*Exercise instructions:*
Please repeat the line that contains "tracing_subscriber::fmt()" and every line after it, exactly, through the end of the records.

*Recorded data:*

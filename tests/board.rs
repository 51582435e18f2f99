//! Board exchanges against the in-process double.

use std::thread::JoinHandle;

use jetty::board::ROWS;
use jetty::wire::Status;
use jetty::{Board, Link, Listing, link};

use crate::common::Emulator;

mod common;

/// Connects a board session to a fresh double.
fn setup(script: impl FnOnce(&mut Emulator)) -> (Board, JoinHandle<Emulator>) {
    let (link, remote): (Link, _) = link::pair();
    let mut emu = Emulator::new(remote);
    script(&mut emu);
    (Board::new(link), emu.spawn())
}

/// Reaps the double after hanging up on it.
fn teardown(board: Board, emu: JoinHandle<Emulator>) -> Emulator {
    drop(board);
    emu.join().unwrap()
}

#[test]
fn status_poll_works() {
    let (board, emu) = setup(|emu| {
        emu.status.extend([0x44, 0x41, 0x80]);
    });
    assert_eq!(board.status(), Status::Finished);
    assert_eq!(board.status(), Status::Breakpoint);
    assert_eq!(board.status(), Status::Running);
    // The script is exhausted; the last byte replays
    assert_eq!(board.status(), Status::Running);
    teardown(board, emu);
}

#[test]
fn status_unknown_coerces_works() {
    let (board, emu) = setup(|emu| {
        emu.status.extend([0x77, 0xFF]);
    });
    assert_eq!(board.status(), Status::Normal);
    assert_eq!(board.status(), Status::Normal);
    teardown(board, emu);
}

#[test]
fn status_short_read_breaks_works() {
    let (board, emu) = setup(|emu| {
        emu.truncate_probe = true;
    });
    assert_eq!(board.status(), Status::Broken);
    teardown(board, emu);
}

#[test]
fn start_gating_works() {
    // Halted: the start command reaches the wire with its step count
    let (board, emu) = setup(|_| ());
    board.start(5);
    let emu = teardown(board, emu);
    assert_eq!(emu.log, [0x20, 0xB0]);

    // Running: only the probe reaches the wire
    let (board, emu) = setup(|emu| {
        emu.status.push_back(0x80);
    });
    board.start(5);
    let emu = teardown(board, emu);
    assert_eq!(emu.log, [0x20]);
}

#[test]
fn resume_gating_works() {
    let (board, emu) = setup(|emu| {
        emu.status.push_back(0x41);
    });
    board.resume();
    let emu = teardown(board, emu);
    assert_eq!(emu.log, [0x20, 0x23]);

    let (board, emu) = setup(|emu| {
        emu.status.push_back(0x01);
    });
    board.resume();
    let emu = teardown(board, emu);
    assert_eq!(emu.log, [0x20]);
}

#[test]
fn pause_and_reset_always_emit_works() {
    let (board, emu) = setup(|emu| {
        emu.status.push_back(0x80);
    });
    board.pause();
    board.reset();
    let emu = teardown(board, emu);
    // Neither command probes first
    assert_eq!(emu.log, [0x21, 0x04]);
}

#[test]
fn breakpoint_toggle_works() {
    let (board, emu) = setup(|_| ());
    // First toggle claims the lowest slot
    assert!(board.toggle(0x1004));
    assert!(board.breakpoints().contains(&0x1004));
    // Second toggle clears it again
    assert!(!board.toggle(0x1004));
    assert!(board.breakpoints().is_empty());
    let emu = teardown(board, emu);
    assert_eq!(emu.active, 0);
}

#[test]
fn breakpoint_slot_record_works() {
    let (board, emu) = setup(|_| ());
    assert!(board.toggle(0xCAFE_F00D));
    let emu = teardown(board, emu);
    assert_eq!(emu.active, 1);
    let record = emu.slots[0];
    // misc, addressA, addressB, dataA, dataB
    assert_eq!(record[0..2], [0xFF, 0xFF]);
    assert_eq!(record[2..6], [0x0D, 0xF0, 0xFE, 0xCA]);
    assert_eq!(record[6..10], [0xFF, 0xFF, 0xFF, 0xFF]);
    assert_eq!(record[10..26], [0; 16]);
}

#[test]
fn breakpoint_capacity_works() {
    let (board, emu) = setup(|_| ());
    for point in 0..32 {
        assert!(board.toggle(0x8000 + 4 * point));
    }
    // A full table refuses further definitions
    assert!(!board.toggle(0xF000));
    assert_eq!(board.breakpoints().len(), 32);
    let emu = teardown(board, emu);
    assert_eq!(emu.active, u32::MAX);
    // The refused toggle only queried and scanned; no write reached slot 32
    assert!(!emu.log.contains(&0x32));
}

#[test]
fn breakpoint_defined_mask_works() {
    // The board only offers the low eight slots
    let (board, emu) = setup(|emu| {
        emu.defined = 0x0000_00FF;
    });
    for point in 0..8 {
        assert!(board.toggle(0x8000 + 4 * point));
    }
    assert!(!board.toggle(0xF000));
    let emu = teardown(board, emu);
    assert_eq!(emu.active, 0x0000_00FF);
}

#[test]
fn load_writes_memory_works() {
    let listing = Listing::parse("00001000: E3A00001 ; mov r0, #1\n00001004: 12 34 ; bytes\n");
    let (board, emu) = setup(|_| ());
    board.load(&listing);
    let emu = teardown(board, emu);
    // Words load least-significant byte first
    assert_eq!(emu.memory[&0x1000], 0x01);
    assert_eq!(emu.memory[&0x1001], 0x00);
    assert_eq!(emu.memory[&0x1002], 0xA0);
    assert_eq!(emu.memory[&0x1003], 0xE3);
    // Byte fields land at consecutive offsets
    assert_eq!(emu.memory[&0x1004], 0x12);
    assert_eq!(emu.memory[&0x1005], 0x34);
}

#[test]
fn load_and_view_works() {
    let listing = Listing::parse("00001000: E3A00001 ; mov r0, #1\n");
    let (board, emu) = setup(|_| ());
    board.load(&listing);
    let rows = board.view(0x1000, &listing);
    assert_eq!(rows.len(), ROWS);
    assert_eq!(rows[0].address, 0x1000);
    assert_eq!(rows[0].hex, "E3A00001    ");
    assert_eq!(rows[0].disassembly, "mov r0, #1");
    assert!(!rows[0].breakpoint);
    // Rows beyond the listing fall back to defaults
    assert_eq!(rows[1].address, 0x1004);
    assert_eq!(rows[1].hex, "00000000");
    assert_eq!(rows[1].disassembly, "...");
    teardown(board, emu);
}

#[test]
fn view_shape_works() {
    let listing = Listing::default();
    let (board, emu) = setup(|_| ());
    // An unaligned start snaps down to its word
    let rows = board.view(0x1003, &listing);
    assert_eq!(rows.len(), ROWS);
    assert_eq!(rows[0].address, 0x1000);
    for pair in rows.windows(2) {
        let step = pair[1].address - pair[0].address;
        assert!((1..=4).contains(&step));
    }
    assert_eq!(rows[12].address, 0x1000 + 48);
    teardown(board, emu);
}

#[test]
fn view_hex_reverses_fields_works() {
    // A halfword renders most-significant digit first
    let listing = Listing::parse("2000: 1122 3344 ; halves\n");
    let (board, emu) = setup(|_| ());
    board.load(&listing);
    let rows = board.view(0x2000, &listing);
    assert_eq!(rows[0].hex, "1122  3344  ");
    teardown(board, emu);
}

#[test]
fn view_flags_breakpoints_works() {
    let listing = Listing::parse("1000: E3A00001 ; mov r0, #1\n");
    let (board, emu) = setup(|_| ());
    board.load(&listing);
    assert!(board.toggle(0x1008));
    let rows = board.view(0x1000, &listing);
    assert!(!rows[0].breakpoint);
    assert!(rows[2].breakpoint);
    teardown(board, emu);
}

#[test]
fn view_strips_comments_works() {
    let listing = Listing::parse("1000: 01 ; add r0, r0 ; running total\n");
    let (board, emu) = setup(|_| ());
    let rows = board.view(0x1000, &listing);
    assert_eq!(rows[0].disassembly, "add r0, r0 ");
    teardown(board, emu);
}

#[test]
fn registers_render_works() {
    let (board, emu) = setup(|emu| {
        emu.regs[0] = 0xDEAD_BEEF;
        emu.regs[15] = 0x0000_8000;
    });
    let regs = board.registers();
    assert_eq!(regs.len(), 16);
    assert_eq!(regs[0], "0xDEADBEEF");
    assert_eq!(regs[1], "0x00000000");
    assert_eq!(regs[15], "0x00008000");
    teardown(board, emu);
}

#[test]
fn terminal_output_works() {
    let (board, emu) = setup(|emu| {
        emu.output.push_back(b"hi\n".to_vec());
    });
    // Chunks accumulate until the empty packet
    assert_eq!(board.pull(), "hi\n");
    assert_eq!(board.pull(), "");
    teardown(board, emu);
}

#[test]
fn terminal_output_chunked_works() {
    let (board, emu) = setup(|emu| {
        emu.output.push_back(b"hello, ".to_vec());
        emu.output.push_back(b"board\n".to_vec());
    });
    assert_eq!(board.pull(), "hello, board\n");
    teardown(board, emu);
}

#[test]
fn terminal_input_works() {
    let (board, emu) = setup(|_| ());
    assert!(board.push(u32::from(b'A')));
    assert!(board.push(u32::from(b'\n')));
    let emu = teardown(board, emu);
    assert_eq!(emu.input, b"A\n");
}

#[test]
fn terminal_input_rejection_works() {
    let (board, emu) = setup(|_| ());
    // Control codes outside the accepted set stay off the wire
    assert!(!board.push(0x01));
    assert!(!board.push(0x1B));
    assert!(!board.push(0x100));
    let emu = teardown(board, emu);
    assert!(emu.input.is_empty());
    assert!(emu.log.is_empty());
}
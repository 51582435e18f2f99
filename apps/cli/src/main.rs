#![warn(clippy::pedantic)]

use anyhow::Context;
use clap::Parser;
use log::trace;

use crate::cli::Cli;
use crate::err::{Exit, Result};

mod app;
mod cli;
mod err;
mod lang;

/// Application name.
pub const NAME: &str = "jetty";

fn main() -> Exit {
    // Parse args (usage errors must exit with code 1)
    let args = match Cli::try_parse() {
        Ok(args) => args,
        Err(err) => {
            let _ = err.print();
            return Exit::Usage;
        }
    };
    match run(args) {
        Ok(()) => Exit::Success,
        Err(err) => Exit::Failure(err),
    }
}

fn run(args: Cli) -> Result<()> {
    // Initialize logger
    setup::log().context("could not initialize logger")?;
    // Log previous steps
    trace!("{args:#?}");

    // Locate the toolchain next to this executable
    let tools = setup::tools()?;
    // Spawn the board
    let (session, link) = jetty::spawn::board(&tools.board).context("could not spawn board")?;
    // Prepare application
    let app = app::App::new(args, tools, session, link);
    // Run application
    app.run()?;

    // Terminate normally
    Ok(())
}

mod setup {
    use std::env;
    use std::path::PathBuf;

    use anyhow::{Context, Result};
    use tracing_subscriber::EnvFilter;
    use tracing_subscriber::filter::LevelFilter;

    /// Sibling binaries used by the host.
    #[derive(Debug)]
    pub struct Tools {
        /// Board emulator binary.
        pub board: PathBuf,
        /// Assembler binary.
        pub asm: PathBuf,
    }

    /// Installs the logger, filtered from the environment.
    pub fn log() -> Result<()> {
        tracing_subscriber::fmt()
            .with_env_filter(
                EnvFilter::builder()
                    .with_default_directive(LevelFilter::WARN.into())
                    .from_env()
                    .context("failed to parse log filter")?,
            )
            .with_writer(std::io::stderr)
            .init();
        Ok(())
    }

    /// Locates the board and assembler next to the host executable.
    pub fn tools() -> Result<Tools> {
        let exe = env::current_exe().context("could not find executable path")?;
        let dir = exe.parent().context("executable has no directory")?;
        Ok(Tools {
            board: dir.join("board"),
            asm: dir.join("asm"),
        })
    }
}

*Response below:*
        tracing_subscriber::fmt()
            .with_env_filter(
                EnvFilter::builder()
                    .with_default_directive(LevelFilter::WARN.into())
                    .from_env()
                    .context("failed to parse log filter")?,
            )
            .with_writer(std::io::stderr)
            .init();
        Ok(())
    }

    /// Locates the board and assembler next to the host executable.
    pub fn tools() -> Result<Tools> {
        let exe = env::current_exe().context("could not find executable path")?;
        let dir = exe.parent().context("executable has no directory")?;
        Ok(Tools {
            board: dir.join("board"),
            asm: dir.join("asm"),
        })
    }
}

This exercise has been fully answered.